Investing in endpoint threat detection is especially important your mainframe and servers are accessed more and more though the personal devices of employees and customers. Securing individual devices is challenging–but not impossible–when they are out of the direct control of the IT department. IT security will have to learn to be more reliant on software solutions for access control than on maintaining rigid control over the hardware or server rooms.
There are signals that can indicate a compromised endpoint. For example if a user attempts to login from a system in Beijing a few hours after gaining access in Chicago there’s a good chance someone else is posing as that user. Security systems that use two-factor authentication can help to protect endpoints from unauthorized access.
Securing networks
Securing endpoints and implementing endpoint threat detection will help prevent breaches into the system and alert appropriate personnel when a breach is attempted. However, mainframe environments, especially those with hundreds of thousands of connections and endpoints, sometimes make it too difficult to rely on endpoint protections. Especially since many of the endpoints are out of the control of the mainframe. Because of this, security solutions on the network itself–solutions that determine who can connect and what sorts of information they can access–have increasingly become the more useful investment.
Being able to deploy a single security system across a broad network makes this an important area to secure. Also, securing network traffic can prevent hackers from sniffing out and intercepting network traffic or from performing a man in the middle attack. Also, including end-to-end encryption on the data that moves across the network can help protect it even if it is intercepted while in transit.
Securing applications
When it comes down to it, the breach of applications and their data pose the biggest threat to organizations. The applications and the data processed and stored within them need to be protected from attackers. Even if a hacker is able to gain access to a database, the information stored there should be encrypted and rendered useless to him. And by using a key management system that stores the encryption keys separate from the data they decrypt, even having root access to the machines that store sensitive data will not be enough to compromise its security. Encrypting data helps ensure that the only people who can read and access certain sets of data are the people who have the proper authorization to do so.

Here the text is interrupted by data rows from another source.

//! Telemetry utilities for session tracing.

/// Standardized span constructors for client observability.
pub mod spans {
    use tracing::{Span, debug_span, info_span};

    use crate::plugin::EventKind;
    use crate::session::SessionId;

    /// Create a span for one session's lifetime.
    pub fn session(id: SessionId, host: &str, port: u16) -> Span {
        info_span!("session", id = %id, host = %host, port = port)
    }

    /// Create a span for delivering one event to the plugin registries.
    pub fn dispatch(kind: EventKind) -> Span {
        debug_span!("dispatch", kind = %kind)
    }
}
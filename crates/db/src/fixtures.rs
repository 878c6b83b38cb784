use sqlx::Executor;

use crate::connection::DbPool;
use crate::repositories::RepositoryError;

/// Row counts the demo dataset guarantees for its fixed ids.
const SEED_CONTRACT: &[SeedTableContract] = &[
    SeedTableContract { table: "departments", label: "departments", expected_rows: 3 },
    SeedTableContract { table: "roles", label: "roles", expected_rows: 5 },
    SeedTableContract { table: "role_groups", label: "role-groups", expected_rows: 1 },
    SeedTableContract { table: "file_categories", label: "file-categories", expected_rows: 1 },
    SeedTableContract { table: "efiling_users", label: "users", expected_rows: 6 },
    SeedTableContract { table: "sla_rules", label: "sla-rules", expected_rows: 3 },
    SeedTableContract { table: "workflow_templates", label: "templates", expected_rows: 1 },
    SeedTableContract { table: "workflow_stages", label: "stages", expected_rows: 3 },
    SeedTableContract { table: "workflow_transitions", label: "transitions", expected_rows: 3 },
    SeedTableContract { table: "workflow_stage_actions", label: "stage-actions", expected_rows: 2 },
    SeedTableContract { table: "efiling_files", label: "files", expected_rows: 2 },
    SeedTableContract { table: "file_workflows", label: "file-workflows", expected_rows: 1 },
    SeedTableContract { table: "file_workflow_movements", label: "movements", expected_rows: 1 },
];

/// Highest id the dataset assigns in any table.
const SEED_MAX_ID: i64 = 6;

/// Demo dataset for routing, SLA lookup and template inspection.
///
/// Sender 2 (`WAT_AEN`) routes to user 3, user 1 holds a global role, and the
/// `Budget Approval` template is referenced by a running file workflow.
pub struct DemoSeedDataset;

impl DemoSeedDataset {
    pub const SQL: &str = include_str!("../../../config/fixtures/demo_seed_data.sql");

    pub async fn load(pool: &DbPool) -> Result<SeedResult, RepositoryError> {
        let mut tx = pool.begin().await?;
        tx.execute(sqlx::query(Self::SQL)).await?;
        tx.commit().await?;

        Ok(SeedResult {
            highlights: vec![
                SeedHighlight { name: "route", description: "sender 2 (WAT_AEN) -> user 3 (WAT_XEN)" },
                SeedHighlight { name: "sla", description: "WAT_AEN -> WAT_XEN = 48h" },
                SeedHighlight {
                    name: "template",
                    description: "template 1 Budget Approval, 3 stages, referenced by file EF-2026-0001",
                },
            ],
        })
    }

    pub async fn verify(pool: &DbPool) -> Result<VerificationResult, RepositoryError> {
        let mut checks = Vec::with_capacity(SEED_CONTRACT.len() + 1);

        for contract in SEED_CONTRACT {
            let count: i64 = sqlx::query_scalar(&format!(
                "SELECT COUNT(1) FROM {} WHERE id <= ?1",
                contract.table
            ))
            .bind(SEED_MAX_ID)
            .fetch_one(pool)
            .await?;
            checks.push((contract.label, count == contract.expected_rows));
        }

        let zone_assignment: i64 = sqlx::query_scalar(
            "SELECT EXISTS(SELECT 1 FROM user_zones WHERE user_id = 5 AND zone_id = 7)",
        )
        .fetch_one(pool)
        .await?;
        checks.push(("user-zones", zone_assignment == 1));

        let all_present = checks.iter().all(|(_, passed)| *passed);
        Ok(VerificationResult { all_present, checks })
    }

    /// Removes the fixed-id rows in dependency order.
    pub async fn clean(pool: &DbPool) -> Result<(), RepositoryError> {
        let mut tx = pool.begin().await?;
        sqlx::query("DELETE FROM user_zones WHERE user_id <= ?1")
            .bind(SEED_MAX_ID)
            .execute(&mut *tx)
            .await?;
        for contract in SEED_CONTRACT.iter().rev() {
            sqlx::query(&format!("DELETE FROM {} WHERE id <= ?1", contract.table))
                .bind(SEED_MAX_ID)
                .execute(&mut *tx)
                .await?;
        }
        tx.commit().await?;
        Ok(())
    }
}

#[derive(Debug, Clone, Copy)]
struct SeedTableContract {
    table: &'static str,
    label: &'static str,
    expected_rows: i64,
}

#[derive(Debug)]
pub struct SeedResult {
    pub highlights: Vec<SeedHighlight>,
}

#[derive(Debug)]
pub struct SeedHighlight {
    pub name: &'static str,
    pub description: &'static str,
}

#[derive(Debug)]
pub struct VerificationResult {
    pub all_present: bool,
    pub checks: Vec<(&'static str, bool)>,
}
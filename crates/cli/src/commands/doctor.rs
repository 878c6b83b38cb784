use efiling_core::config::{AppConfig, LoadOptions};
use efiling_db::connect_with_settings;
use serde::Serialize;

#[derive(Clone, Copy, Debug, PartialEq, Eq, Serialize)]
#[serde(rename_all = "snake_case")]
enum CheckStatus {
    Pass,
    Fail,
    Skipped,
}

#[derive(Debug, Serialize)]
struct DoctorCheck {
    name: &'static str,
    status: CheckStatus,
    details: String,
}

#[derive(Debug, Serialize)]
struct DoctorReport {
    overall_status: CheckStatus,
    summary: String,
    checks: Vec<DoctorCheck>,
}

pub fn run(json_output: bool) -> String {
    let report = build_report();

    if json_output {
        return serde_json::to_string_pretty(&report).unwrap_or_else(|error| {
            format!(
                "{{\"overall_status\":\"fail\",\"summary\":\"doctor serialization failed\",\"error\":\"{}\"}}",
                escape_json(&error.to_string())
            )
        });
    }

    render_human(&report)
}

fn build_report() -> DoctorReport {
    let mut checks = Vec::new();

    match AppConfig::load(LoadOptions::default()) {
        Ok(config) => {
            checks.push(DoctorCheck {
                name: "config_validation",
                status: CheckStatus::Pass,
                details: "configuration loaded and validated".to_string(),
            });
            checks.push(check_routing_settings(&config));
            checks.push(check_database_connectivity(&config));
        }
        Err(error) => {
            checks.push(DoctorCheck {
                name: "config_validation",
                status: CheckStatus::Fail,
                details: error.to_string(),
            });
            checks.push(DoctorCheck {
                name: "routing_settings",
                status: CheckStatus::Skipped,
                details: "skipped because configuration did not load".to_string(),
            });
            checks.push(DoctorCheck {
                name: "database_connectivity",
                status: CheckStatus::Skipped,
                details: "skipped because configuration did not load".to_string(),
            });
        }
    }

    let all_pass = checks.iter().all(|check| check.status == CheckStatus::Pass);
    let overall_status = if all_pass { CheckStatus::Pass } else { CheckStatus::Fail };
    let summary = if all_pass {
        "doctor: all readiness checks passed".to_string()
    } else {
        "doctor: one or more readiness checks failed".to_string()
    };

    DoctorReport { overall_status, summary, checks }
}

fn check_routing_settings(config: &AppConfig) -> DoctorCheck {
    let global_roles = config.routing.global_roles();
    if global_roles.codes().is_empty() {
        return DoctorCheck {
            name: "routing_settings",
            status: CheckStatus::Fail,
            details: "no global role codes configured; no sender can bypass the rule matrix"
                .to_string(),
        };
    }

    DoctorCheck {
        name: "routing_settings",
        status: CheckStatus::Pass,
        details: format!(
            "global roles [{}], default sla {}h",
            global_roles.codes().join(", "),
            config.routing.default_sla_hours
        ),
    }
}

fn check_database_connectivity(config: &AppConfig) -> DoctorCheck {
    let runtime = match tokio::runtime::Builder::new_current_thread().enable_all().build() {
        Ok(runtime) => runtime,
        Err(error) => {
            return DoctorCheck {
                name: "database_connectivity",
                status: CheckStatus::Fail,
                details: format!("failed to initialize async runtime: {error}"),
            };
        }
    };

    let result = runtime.block_on(async {
        let pool = connect_with_settings(
            &config.database.url,
            config.database.max_connections,
            config.database.timeout_secs,
        )
        .await
        .map_err(|error| format!("failed to connect to database: {error}"))?;

        pool.close().await;
        Ok::<(), String>(())
    });

    match result {
        Ok(()) => DoctorCheck {
            name: "database_connectivity",
            status: CheckStatus::Pass,
            details: format!("connected using `{}`", config.database.url),
        },
        Err(error) => {
            DoctorCheck { name: "database_connectivity", status: CheckStatus::Fail, details: error }
        }
    }
}

fn render_human(report: &DoctorReport) -> String {
    let mut lines = Vec::new();
    lines.push(report.summary.clone());

    for check in &report.checks {
        let marker = match check.status {
            CheckStatus::Pass => "ok",
            CheckStatus::Fail => "fail",
            CheckStatus::Skipped => "skip",
        };
        lines.push(format!("- [{marker}] {}: {}", check.name, check.details));
    }

    lines.join("\n")
}

fn escape_json(value: &str) -> String {
    value.replace('\\', "\\\\").replace('"', "\\\"")
}

#[cfg(test)]
mod tests {
    use efiling_core::config::AppConfig;

    use super::{check_routing_settings, render_human, CheckStatus, DoctorCheck, DoctorReport};

    #[test]
    fn routing_check_reports_configured_roles() {
        let check = check_routing_settings(&AppConfig::default());

        assert_eq!(check.status, CheckStatus::Pass);
        assert_eq!(check.details, "global roles [ADMIN, CEO], default sla 24h");
    }

    #[test]
    fn routing_check_fails_without_global_roles() {
        let mut config = AppConfig::default();
        config.routing.global_role_codes.clear();

        assert_eq!(check_routing_settings(&config).status, CheckStatus::Fail);
    }

    #[test]
    fn human_rendering_marks_each_check() {
        let report = DoctorReport {
            overall_status: CheckStatus::Fail,
            summary: "doctor: one or more readiness checks failed".to_string(),
            checks: vec![
                DoctorCheck { name: "config_validation", status: CheckStatus::Pass, details: "ok".to_string() },
                DoctorCheck { name: "database_connectivity", status: CheckStatus::Skipped, details: "later".to_string() },
            ],
        };

        assert_eq!(
            render_human(&report),
            "doctor: one or more readiness checks failed\n- [ok] config_validation: ok\n- [skip] database_connectivity: later"
        );
    }
}
async fn insert_stage(
    conn: &mut SqliteConnection,
    template_id: TemplateId,
    order: u32,
    stage: &StageInput,
    now: &str,
) -> Result<StageId, RepositoryError> {
    let requirements = encode_json("requirements", &stage.requirements)?;
    let capabilities = stage.capabilities;

    let result = sqlx::query(
        "INSERT INTO workflow_stages
             (template_id, stage_order, name, code, stage_type, department_id, role_id,
              role_group_id, sla_hours_default, requirements_json, can_attach_files, can_comment,
              can_return, can_escalate, requires_signature, is_active, created_at, updated_at)
         VALUES (?, ?, ?, ?, ?, ?, ?, ?, ?, ?, ?, ?, ?, ?, ?, 1, ?, ?)",
    )
    .bind(template_id.0)
    .bind(i64::from(order))
    .bind(stage.name.trim())
    .bind(stage.code.as_deref())
    .bind(stage.stage_type.as_str())
    .bind(stage.department_id.map(|id| id.0))
    .bind(stage.role_id.map(|id| id.0))
    .bind(stage.role_group_id.map(|id| id.0))
    .bind(stage.sla_hours_default.map(i64::from))
    .bind(requirements)
    .bind(capabilities.can_attach_files)
    .bind(capabilities.can_comment)
    .bind(capabilities.can_return)
    .bind(capabilities.can_escalate)
    .bind(capabilities.requires_signature)
    .bind(now)
    .bind(now)
    .execute(&mut *conn)
    .await?;

    Ok(StageId(result.last_insert_rowid()))
}

async fn update_stage(
    conn: &mut SqliteConnection,
    template_id: TemplateId,
    stage_id: StageId,
    order: u32,
    stage: &StageInput,
    now: &str,
) -> Result<(), RepositoryError> {
    let requirements = encode_json("requirements", &stage.requirements)?;
    let capabilities = stage.capabilities;

    sqlx::query(
        "UPDATE workflow_stages
         SET stage_order = ?, name = ?, code = ?, stage_type = ?, department_id = ?, role_id = ?,
             role_group_id = ?, sla_hours_default = ?, requirements_json = ?,
             can_attach_files = ?, can_comment = ?, can_return = ?, can_escalate = ?,
             requires_signature = ?, updated_at = ?
         WHERE id = ? AND template_id = ?",
    )
    .bind(i64::from(order))
    .bind(stage.name.trim())
    .bind(stage.code.as_deref())
    .bind(stage.stage_type.as_str())
    .bind(stage.department_id.map(|id| id.0))
    .bind(stage.role_id.map(|id| id.0))
    .bind(stage.role_group_id.map(|id| id.0))
    .bind(stage.sla_hours_default.map(i64::from))
    .bind(requirements)
    .bind(capabilities.can_attach_files)
    .bind(capabilities.can_comment)
    .bind(capabilities.can_return)
    .bind(capabilities.can_escalate)
    .bind(capabilities.requires_signature)
    .bind(now)
    .bind(stage_id.0)
    .bind(template_id.0)
    .execute(&mut *conn)
    .await?;

    Ok(())
}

There does not exist one single right answer for where to invest next for your security system. The important thing is that you assess your system’s strengths and weaknesses to discover where you should pay the most attention, and as such, the most dollars. Therefore, as you determine where to invest next in your data security system, perform a self-audit on your system to see where the potential weaknesses are so that you can take the right steps to closing gaps in your security system.